A realidade biológica é inegável: quem nasce masculino, como todos os animais, tem um certo tipo de corporalidade e atributos fisiológicos diferentes daquelas em que nascemos fêmeas, eles têm força devido ao seu volume muscular e genitália externa, temos genitália interna e damos à luz o exemplo mais simples, embora essa diferenciação biológica tenha gerado uma construção social e cultural de gênero e, acima de tudo, uma divisão sexual do trabalho (que era injusta em segundo plano), por outro não posso negar que temos diferentes biologias e aspectos, o que não justifica a injustiça e a violência a que as mulheres estão sujeitas.

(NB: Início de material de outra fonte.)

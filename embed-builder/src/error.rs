use smol_str::SmolStr;

/// Errors accumulated by a builder since its last finalize.
///
/// Builders store an `Option<ErrorList>`: `None` means no violation has
/// occurred, `Some` is always non-empty. The two are never conflated.
pub type ErrorList = Vec<ValidationError>;

/// One constraint violation, recorded by a silent-fail setter or by
/// whole-embed validation. Rendered messages name the offending property,
/// the value, and the nature of the violation.
#[derive(Debug, Clone, PartialEq, Eq, thiserror::Error)]
pub enum ValidationError {
    #[error("{field} '{value}' does not start with \"http://\" | \"https://\" | \"attachment://\"")]
    InvalidUrl { field: &'static str, value: SmolStr },

    /// Over-limit text on a short field; the value is short enough to echo.
    #[error("{field} exceeds {limit} characters: length = {len} | '{value}'")]
    LabelTooLong {
        field: &'static str,
        limit: usize,
        len: usize,
        value: SmolStr,
    },

    /// Over-limit text on a long-form field; the value is elided.
    #[error("{field} exceeds {limit} characters: length = {len}")]
    BodyTooLong {
        field: &'static str,
        limit: usize,
        len: usize,
    },

    #[error("{field} should not be empty if set")]
    Empty { field: &'static str },

    #[error("{field} '{value}' is not between {min} and {max}")]
    OutOfRange {
        field: &'static str,
        value: i64,
        min: i64,
        max: i64,
    },

    #[error("{field} '{value}' is not between 0 and infinity")]
    NotPositive { field: &'static str, value: i32 },

    #[error("{field} height '{height}' or {field} width '{width}' is less than or equal to 0")]
    DimensionsNotPositive {
        field: &'static str,
        height: i32,
        width: i32,
    },

    #[error("embed type '{value}' is not one of \"rich\" | \"image\" | \"video\" | \"gifv\" | \"link\" | \"article\"")]
    InvalidType { value: SmolStr },

    #[error("adding field '{name}' would cause field count to exceed {limit}")]
    FieldLimit { name: SmolStr, limit: usize },

    #[error("embed exceeds {limit} total characters: length = {len}")]
    TotalTextOverLimit { limit: usize, len: usize },

    #[error("{field} '{value}' does not reference a file attached to the message")]
    UnattachedFile { field: &'static str, value: SmolStr },
}

/// Append one error, allocating the list on first use.
pub(crate) fn push(errors: &mut Option<ErrorList>, err: ValidationError) {
    errors.get_or_insert_with(ErrorList::new).push(err);
}

/// Merge a finalized sub-builder's errors into a parent's list, in order.
pub(crate) fn merge(errors: &mut Option<ErrorList>, more: Option<ErrorList>) {
    if let Some(more) = more {
        errors.get_or_insert_with(ErrorList::new).extend(more);
    }
}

E eu perguntaria à teoria Queer e àqueles que a sustentam, o fato de eliminar as categorias de homem e mulher elimina a injustiça na realidade social? Eu duvido muito que a eliminação dessas categorias mude o sistema, porque teríamos que modificar todo o sistema (algo que não dizem os Queers pois implicaria uma organização coletiva importante) para eliminar a injustiça e a violência que exercem as mulheres sobre o sexo, excluir os termos não altera a realidade dos fatos; não serei violado, espancado, sequestrado, estuprado ou explorado sexualmente para deixar de me sentir mulher? Eles me dirão que isso é apenas um começo para nos reconceituarmos, começarmos a mudar, mas então, de que maneira faremos a mudança se não reconhecermos, em princípio, nossas diferenças substanciais que geram injustiça e violência?

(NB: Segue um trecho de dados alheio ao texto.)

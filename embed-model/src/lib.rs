//! Plain record types for chat-platform message embeds.
//!
//! These are the wire shapes the platform accepts: no validation lives here.
//! The `embed-builder` crate layers validated, chainable construction on top.

#[macro_use]
extern crate serde;

pub use smol_str::SmolStr;
pub use timestamp::Timestamp;

#[cfg(feature = "thin-vec")]
pub use thin_vec::ThinVec as MaybeThinVec;

#[cfg(not(feature = "thin-vec"))]
pub type MaybeThinVec<T> = Vec<T>;

pub mod embed;
pub mod message;

pub use embed::*;
pub use message::*;

fn is_false(value: &bool) -> bool {
    !*value
}

fn is_zero(value: &u32) -> bool {
    *value == 0
}

fn is_none_or_empty(value: &Option<SmolStr>) -> bool {
    match value {
        Some(ref value) => value.is_empty(),
        None => true,
    }
}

Pergunto-lhes, como vocês pretendem mudar a realidade se pretendem viver à margem dela mas mesmo assim dentro dela? Dizer que você é Queer para não se reconhecer-se como homem ou mulher, homossexual ou lésbica, indígena ou branca, trabalhadora ou política, etc, não muda as relações sociais em que nos desenvolvemos, apenas modifica sua própria subjetividade e acredito que a mudança começa individualmente, mas uma mudança individual que não implica ações políticas e / ou sociais efetivas para uma mudança real, apenas se torna a criação de um mundo separado, finalmente acomodado no mesmo sistema que se pretende criticar.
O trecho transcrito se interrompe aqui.